Those things are all have variations here, you know, so
I've got the options here. So if I just put a lot of
let's just say I put a lot of lines in here
and I want to work them as lines maybe they're folds, but I
want to kind of play into these lines and maybe what I want to
do is get a line or two in here as well in its darker area
just to harmonize that, you know, so now I can get a little
bit of a line in a dark area. I don't want to stand out too
much because I want to keep this as a mass in here, but
even if I just kind of did a,
you know, something like that just to graphically pick up a
line to line in here, you know, if his vest comes down like this
and then let's just say
I'm making
the inside padding of this thing like this and I just kind of
follow a line here, I could do the same thing
here,
here, and I could get some kind of a
closure if I go to the top here and down like this.
So I'm just kind of - I'm kind of anticipating how I can kind of
move your eye around or change up some of the marks.
Now some of the lines - I might I might create some lines that
have some actual overlap, but try not to define so much
shadow shapes, you know.
Things that overlap like this. Maybe I could get him to do
something like that. Or maybe what I'm going to do is if I
want to get more shadow in there like this, I can play up
the shadow shape a little bit.
If it's going to help me, if it's going to help move my eye maybe
down to here or something if this area here is going to have a
little bit of more form.
You can do something like that. I know he's got...

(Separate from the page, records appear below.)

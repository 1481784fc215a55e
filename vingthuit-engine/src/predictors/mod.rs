pub mod killgroup;
pub mod reference;

use std::fmt;

use vingthuit_db::models::{DrawRecord, Magnitude, Parity};

/// Axe mis en avant par la règle "groupe à éliminer". La branche paire de
/// l'algorithme d'origine peut renvoyer une étiquette de l'axe opposé ;
/// cette fuite inter-axes est un comportement source à conserver tel quel.
#[derive(Debug, Clone, Copy, PartialEq, Eq)]
pub enum AxisLabel {
    Magnitude(Magnitude),
    Parity(Parity),
}

impl AxisLabel {
    pub fn parse(s: &str) -> Option<AxisLabel> {
        match s.trim() {
            "high" => Some(AxisLabel::Magnitude(Magnitude::High)),
            "low" => Some(AxisLabel::Magnitude(Magnitude::Low)),
            "odd" => Some(AxisLabel::Parity(Parity::Odd)),
            "even" => Some(AxisLabel::Parity(Parity::Even)),
            _ => None,
        }
    }
}

impl fmt::Display for AxisLabel {
    fn fmt(&self, f: &mut fmt::Formatter<'_>) -> fmt::Result {
        match self {
            AxisLabel::Magnitude(m) => write!(f, "{}", m),
            AxisLabel::Parity(p) => write!(f, "{}", p),
        }
    }
}

/// Historique synthétique pour les tests, du plus ancien au plus récent.
pub fn make_test_records(n: usize) -> Vec<DrawRecord> {
    (0..n)
        .map(|i| {
            let mut codes = vec![(i % 10) as u8, (i * 3 % 10) as u8, (i * 7 % 10) as u8];
            codes.resize(10, 0);
            DrawRecord {
                section: format!("{}", 3300 + i),
                codes,
                open_time: format!("2026-08-29 10:{:02}:{:02}", i / 60, i % 60),
            }
        })
        .collect()
}
pub mod engine;
pub mod format;
pub mod predictors;
pub mod scoring;
pub mod streak;
pub mod winrate;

So I'm just looking to break up this.
You know once you settle on something, you you settle on something, you
know, whatever it is.
You know once you - and we talked about this the first
week, when we just kind of get the emotion across - once you
figure out the attitude, the emotion that
you're going to have in there then you can look at okay
well, what am I going to do with my volumes? What am I
going to do with my - do I want to make volumes out of them, do I
want to keep shapes? Keep them in shapes. How do I want to go
about it? This is where you can start making those differences.
But don't be afraid to go ahead and just scribble it in there.
Let's just - let's do some tens. Okay,
so this will give you a little bit more time to just kind of
just ease into just a subtle
lay in. Okay, and then it'll give you give you a little more time
to really kind of play with and think about the you know, the
shapes and stuff and what you're going to do with it.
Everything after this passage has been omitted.